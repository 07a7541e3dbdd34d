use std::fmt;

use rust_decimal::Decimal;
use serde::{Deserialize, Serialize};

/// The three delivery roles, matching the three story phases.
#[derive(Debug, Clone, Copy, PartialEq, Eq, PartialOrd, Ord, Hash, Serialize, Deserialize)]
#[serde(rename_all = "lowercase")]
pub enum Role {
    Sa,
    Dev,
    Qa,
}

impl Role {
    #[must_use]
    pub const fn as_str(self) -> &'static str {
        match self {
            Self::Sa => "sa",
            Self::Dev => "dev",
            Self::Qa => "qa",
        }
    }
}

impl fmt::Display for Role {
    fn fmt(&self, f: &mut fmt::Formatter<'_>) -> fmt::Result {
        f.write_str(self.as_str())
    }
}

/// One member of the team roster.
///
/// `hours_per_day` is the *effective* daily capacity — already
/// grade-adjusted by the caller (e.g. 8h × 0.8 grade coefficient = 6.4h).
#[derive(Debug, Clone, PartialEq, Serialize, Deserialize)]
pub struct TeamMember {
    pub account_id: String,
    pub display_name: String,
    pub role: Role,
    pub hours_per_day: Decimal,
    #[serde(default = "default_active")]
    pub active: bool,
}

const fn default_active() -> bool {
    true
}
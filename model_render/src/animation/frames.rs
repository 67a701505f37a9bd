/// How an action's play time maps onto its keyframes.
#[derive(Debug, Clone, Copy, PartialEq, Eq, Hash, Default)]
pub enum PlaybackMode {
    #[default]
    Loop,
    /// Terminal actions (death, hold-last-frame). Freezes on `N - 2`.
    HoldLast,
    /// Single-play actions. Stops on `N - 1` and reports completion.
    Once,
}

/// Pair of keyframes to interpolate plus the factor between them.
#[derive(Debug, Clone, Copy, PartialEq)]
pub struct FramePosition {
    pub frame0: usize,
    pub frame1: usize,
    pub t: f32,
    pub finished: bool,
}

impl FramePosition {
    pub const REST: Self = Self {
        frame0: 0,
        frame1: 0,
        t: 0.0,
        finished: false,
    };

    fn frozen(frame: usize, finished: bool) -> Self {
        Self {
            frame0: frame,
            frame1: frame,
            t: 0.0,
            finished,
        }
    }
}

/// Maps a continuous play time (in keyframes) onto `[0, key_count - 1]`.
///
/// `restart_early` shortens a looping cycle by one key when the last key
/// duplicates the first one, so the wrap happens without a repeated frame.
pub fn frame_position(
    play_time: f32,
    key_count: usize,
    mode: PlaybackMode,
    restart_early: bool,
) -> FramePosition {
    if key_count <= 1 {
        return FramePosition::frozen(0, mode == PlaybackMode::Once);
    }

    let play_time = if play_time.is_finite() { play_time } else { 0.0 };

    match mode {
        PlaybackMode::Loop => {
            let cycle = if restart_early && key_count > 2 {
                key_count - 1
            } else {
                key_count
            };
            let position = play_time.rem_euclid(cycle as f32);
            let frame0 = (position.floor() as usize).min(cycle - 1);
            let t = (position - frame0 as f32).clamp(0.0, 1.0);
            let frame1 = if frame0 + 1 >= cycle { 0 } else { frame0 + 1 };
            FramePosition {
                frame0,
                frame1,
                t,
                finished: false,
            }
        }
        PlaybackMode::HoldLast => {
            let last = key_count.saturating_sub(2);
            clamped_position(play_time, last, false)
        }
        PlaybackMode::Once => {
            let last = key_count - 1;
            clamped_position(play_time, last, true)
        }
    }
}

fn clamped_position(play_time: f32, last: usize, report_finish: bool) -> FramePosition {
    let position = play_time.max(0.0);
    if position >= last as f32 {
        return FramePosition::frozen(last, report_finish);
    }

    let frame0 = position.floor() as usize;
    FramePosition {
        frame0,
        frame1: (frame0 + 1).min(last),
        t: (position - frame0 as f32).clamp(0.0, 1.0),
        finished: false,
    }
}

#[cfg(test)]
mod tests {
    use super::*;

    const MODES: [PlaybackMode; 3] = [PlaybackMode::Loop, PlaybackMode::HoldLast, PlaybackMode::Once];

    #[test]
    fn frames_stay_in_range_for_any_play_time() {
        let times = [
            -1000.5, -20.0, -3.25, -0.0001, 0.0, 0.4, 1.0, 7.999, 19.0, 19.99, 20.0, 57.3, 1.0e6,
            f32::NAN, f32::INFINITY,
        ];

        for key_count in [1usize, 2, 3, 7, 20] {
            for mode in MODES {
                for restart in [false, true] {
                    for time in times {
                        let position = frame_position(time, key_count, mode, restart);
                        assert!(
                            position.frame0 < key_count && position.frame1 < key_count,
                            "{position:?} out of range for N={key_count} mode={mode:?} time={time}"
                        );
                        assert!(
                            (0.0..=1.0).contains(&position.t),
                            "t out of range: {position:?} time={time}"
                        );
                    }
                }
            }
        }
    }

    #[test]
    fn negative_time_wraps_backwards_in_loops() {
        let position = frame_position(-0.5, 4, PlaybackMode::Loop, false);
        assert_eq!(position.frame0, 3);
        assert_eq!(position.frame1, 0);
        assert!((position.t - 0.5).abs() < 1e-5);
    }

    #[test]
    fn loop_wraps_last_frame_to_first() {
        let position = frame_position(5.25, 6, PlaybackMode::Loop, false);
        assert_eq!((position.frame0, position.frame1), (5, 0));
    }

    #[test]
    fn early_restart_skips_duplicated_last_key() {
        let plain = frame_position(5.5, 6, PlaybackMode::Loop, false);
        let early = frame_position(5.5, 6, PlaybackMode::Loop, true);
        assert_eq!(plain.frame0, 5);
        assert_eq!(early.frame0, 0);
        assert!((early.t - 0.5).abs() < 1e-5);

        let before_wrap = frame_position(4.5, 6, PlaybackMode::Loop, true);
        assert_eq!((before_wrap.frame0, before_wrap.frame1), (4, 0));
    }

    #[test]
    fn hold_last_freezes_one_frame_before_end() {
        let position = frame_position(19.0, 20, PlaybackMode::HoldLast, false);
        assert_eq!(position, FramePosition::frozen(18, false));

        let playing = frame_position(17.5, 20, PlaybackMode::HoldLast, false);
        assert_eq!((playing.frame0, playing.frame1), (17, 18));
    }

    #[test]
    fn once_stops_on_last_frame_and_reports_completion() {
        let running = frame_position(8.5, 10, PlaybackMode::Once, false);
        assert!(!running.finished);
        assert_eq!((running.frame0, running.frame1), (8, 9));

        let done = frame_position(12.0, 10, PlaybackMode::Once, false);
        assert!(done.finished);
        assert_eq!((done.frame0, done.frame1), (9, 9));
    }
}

================================

Task statement:
Restate all of the entries above precisely.

Reply:
repository 07a7541e3dbdd34d
use std::fmt;

use rust_decimal::Decimal;
use serde::{Deserialize, Serialize};

/// The three delivery roles, matching the three story phases.
#[derive(Debug, Clone, Copy, PartialEq, Eq, PartialOrd, Ord, Hash, Serialize, Deserialize)]
#[serde(rename_all = "lowercase")]
pub enum Role {
    Sa,
    Dev,
    Qa,
}

impl Role {
    #[must_use]
    pub const fn as_str(self) -> &'static str {
        match self {
            Self::Sa => "sa",
            Self::Dev => "dev",
            Self::Qa => "qa",
        }
    }
}

impl fmt::Display for Role {
    fn fmt(&self, f: &mut fmt::Formatter<'_>) -> fmt::Result {
        f.write_str(self.as_str())
    }
}

/// One member of the team roster.
///
/// `hours_per_day` is the *effective* daily capacity — already
/// grade-adjusted by the caller (e.g. 8h × 0.8 grade coefficient = 6.4h).
#[derive(Debug, Clone, PartialEq, Serialize, Deserialize)]
pub struct TeamMember {
    pub account_id: String,
    pub display_name: String,
    pub role: Role,
    pub hours_per_day: Decimal,
    #[serde(default = "default_active")]
    pub active: bool,
}

const fn default_active() -> bool {
    true
}
filename model_render/src/animation/frames.rs
repository 67a701505f37a9bd
/// How an action's play time maps onto its keyframes.
#[derive(Debug, Clone, Copy, PartialEq, Eq, Hash, Default)]
pub enum PlaybackMode {
    #[default]
    Loop,
    /// Terminal actions (death, hold-last-frame). Freezes on `N - 2`.
    HoldLast,
    /// Single-play actions. Stops on `N - 1` and reports completion.
    Once,
}

/// Pair of keyframes to interpolate plus the factor between them.
#[derive(Debug, Clone, Copy, PartialEq)]
pub struct FramePosition {
    pub frame0: usize,
    pub frame1: usize,
    pub t: f32,
    pub finished: bool,
}

impl FramePosition {
    pub const REST: Self = Self {
        frame0: 0,
        frame1: 0,
        t: 0.0,
        finished: false,
    };

    fn frozen(frame: usize, finished: bool) -> Self {
        Self {
            frame0: frame,
            frame1: frame,
            t: 0.0,
            finished,
        }
    }
}

/// Maps a continuous play time (in keyframes) onto `[0, key_count - 1]`.
///
/// `restart_early` shortens a looping cycle by one key when the last key
/// duplicates the first one, so the wrap happens without a repeated frame.
pub fn frame_position(
    play_time: f32,
    key_count: usize,
    mode: PlaybackMode,
    restart_early: bool,
) -> FramePosition {
    if key_count <= 1 {
        return FramePosition::frozen(0, mode == PlaybackMode::Once);
    }

    let play_time = if play_time.is_finite() { play_time } else { 0.0 };

    match mode {
        PlaybackMode::Loop => {
            let cycle = if restart_early && key_count > 2 {
                key_count - 1
            } else {
                key_count
            };
            let position = play_time.rem_euclid(cycle as f32);
            let frame0 = (position.floor() as usize).min(cycle - 1);
            let t = (position - frame0 as f32).clamp(0.0, 1.0);
            let frame1 = if frame0 + 1 >= cycle { 0 } else { frame0 + 1 };
            FramePosition {
                frame0,
                frame1,
                t,
                finished: false,
            }
        }
        PlaybackMode::HoldLast => {
            let last = key_count.saturating_sub(2);
            clamped_position(play_time, last, false)
        }
        PlaybackMode::Once => {
            let last = key_count - 1;
            clamped_position(play_time, last, true)
        }
    }
}

fn clamped_position(play_time: f32, last: usize, report_finish: bool) -> FramePosition {
    let position = play_time.max(0.0);
    if position >= last as f32 {
        return FramePosition::frozen(last, report_finish);
    }

    let frame0 = position.floor() as usize;
    FramePosition {
        frame0,
        frame1: (frame0 + 1).min(last),
        t: (position - frame0 as f32).clamp(0.0, 1.0),
        finished: false,
    }
}

#[cfg(test)]
mod tests {
    use super::*;

    const MODES: [PlaybackMode; 3] = [PlaybackMode::Loop, PlaybackMode::HoldLast, PlaybackMode::Once];

    #[test]
    fn frames_stay_in_range_for_any_play_time() {
        let times = [
            -1000.5, -20.0, -3.25, -0.0001, 0.0, 0.4, 1.0, 7.999, 19.0, 19.99, 20.0, 57.3, 1.0e6,
            f32::NAN, f32::INFINITY,
        ];

        for key_count in [1usize, 2, 3, 7, 20] {
            for mode in MODES {
                for restart in [false, true] {
                    for time in times {
                        let position = frame_position(time, key_count, mode, restart);
                        assert!(
                            position.frame0 < key_count && position.frame1 < key_count,
                            "{position:?} out of range for N={key_count} mode={mode:?} time={time}"
                        );
                        assert!(
                            (0.0..=1.0).contains(&position.t),
                            "t out of range: {position:?} time={time}"
                        );
                    }
                }
            }
        }
    }

    #[test]
    fn negative_time_wraps_backwards_in_loops() {
        let position = frame_position(-0.5, 4, PlaybackMode::Loop, false);
        assert_eq!(position.frame0, 3);
        assert_eq!(position.frame1, 0);
        assert!((position.t - 0.5).abs() < 1e-5);
    }

    #[test]
    fn loop_wraps_last_frame_to_first() {
        let position = frame_position(5.25, 6, PlaybackMode::Loop, false);
        assert_eq!((position.frame0, position.frame1), (5, 0));
    }

    #[test]
    fn early_restart_skips_duplicated_last_key() {
        let plain = frame_position(5.5, 6, PlaybackMode::Loop, false);
        let early = frame_position(5.5, 6, PlaybackMode::Loop, true);
        assert_eq!(plain.frame0, 5);
        assert_eq!(early.frame0, 0);
        assert!((early.t - 0.5).abs() < 1e-5);

        let before_wrap = frame_position(4.5, 6, PlaybackMode::Loop, true);
        assert_eq!((before_wrap.frame0, before_wrap.frame1), (4, 0));
    }

    #[test]
    fn hold_last_freezes_one_frame_before_end() {
        let position = frame_position(19.0, 20, PlaybackMode::HoldLast, false);
        assert_eq!(position, FramePosition::frozen(18, false));

        let playing = frame_position(17.5, 20, PlaybackMode::HoldLast, false);
        assert_eq!((playing.frame0, playing.frame1), (17, 18));
    }

    #[test]
    fn once_stops_on_last_frame_and_reports_completion() {
        let running = frame_position(8.5, 10, PlaybackMode::Once, false);
        assert!(!running.finished);
        assert_eq!((running.frame0, running.frame1), (8, 9));

        let done = frame_position(12.0, 10, PlaybackMode::Once, false);
        assert!(done.finished);
        assert_eq!((done.frame0, done.frame1), (9, 9));
    }
}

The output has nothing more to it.